Task statement:
Lines with the string "texts" in the data below: report how many there are, and write nothing but the number.

☆ ☆ ☆ ☆

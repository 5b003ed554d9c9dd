// SPDX-FileCopyrightText: 2026 Kestrel Contributors
// SPDX-License-Identifier: MIT OR Apache-2.0

//! Ollama adapter for the Kestrel reasoning engine.
//!
//! [`OllamaClient`] implements both [`CompletionAdapter`] (via
//! `/api/generate`) and [`EmbeddingAdapter`] (via `/api/embed`) against a
//! local Ollama server.

pub mod client;
pub mod types;

pub use client::OllamaClient;

use async_trait::async_trait;
use kestrel_core::{
    AdapterType, CompletionAdapter, EmbeddingAdapter, HealthStatus, KestrelError, PluginAdapter,
};
use tracing::debug;

#[async_trait]
impl PluginAdapter for OllamaClient {
    fn name(&self) -> &str {
        "ollama"
    }

    fn version(&self) -> semver::Version {
        semver::Version::new(0, 1, 0)
    }

    fn adapter_type(&self) -> AdapterType {
        AdapterType::Completion
    }

    async fn health_check(&self) -> Result<HealthStatus, KestrelError> {
        match self.ping().await {
            Ok(()) => Ok(HealthStatus::Healthy),
            Err(e) => Ok(HealthStatus::Unhealthy(e.to_string())),
        }
    }

    async fn shutdown(&self) -> Result<(), KestrelError> {
        debug!("Ollama client shutting down");
        Ok(())
    }
}

#[async_trait]
impl CompletionAdapter for OllamaClient {
    async fn complete(&self, prompt: &str) -> Result<String, KestrelError> {
        self.generate(prompt).await
    }
}

#[async_trait]
impl EmbeddingAdapter for OllamaClient {
    async fn embed(&self, texts: &[String]) -> Result<Vec<Vec<f32>>, KestrelError> {
        self.embed_texts(texts).await
    }
}

#[cfg(test)]
mod tests {
    use super::*;
    use kestrel_config::model::OllamaConfig;
    use wiremock::matchers::{method, path};
    use wiremock::{Mock, MockServer, ResponseTemplate};

    #[tokio::test]
    async fn health_check_reports_server_state() {
        let server = MockServer::start().await;
        Mock::given(method("GET"))
            .and(path("/api/tags"))
            .respond_with(ResponseTemplate::new(200).set_body_json(serde_json::json!({
                "models": []
            })))
            .mount(&server)
            .await;

        let client = OllamaClient::new(&OllamaConfig {
            base_url: format!("{}/", server.uri()),
            ..Default::default()
        })
        .unwrap();
        assert_eq!(client.name(), "ollama");
        assert_eq!(client.health_check().await.unwrap(), HealthStatus::Healthy);

        let down = OllamaClient::new(&OllamaConfig {
            base_url: "http://127.0.0.1:9".into(),
            ..Default::default()
        })
        .unwrap();
        assert!(matches!(
            down.health_check().await.unwrap(),
            HealthStatus::Unhealthy(_)
        ));
    }

    #[tokio::test]
    async fn completion_adapter_delegates_to_generate() {
        let server = MockServer::start().await;
        Mock::given(method("POST"))
            .and(path("/api/generate"))
            .respond_with(ResponseTemplate::new(200).set_body_json(serde_json::json!({
                "response": "7 inspections",
                "done": true
            })))
            .mount(&server)
            .await;

        let client = OllamaClient::new(&OllamaConfig {
            base_url: server.uri(),
            ..Default::default()
        })
        .unwrap();
        let adapter: &dyn CompletionAdapter = &client;
        assert_eq!(adapter.complete("how many").await.unwrap(), "7 inspections");
    }
}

☆ ☆ ☆ ☆

Task solution:
2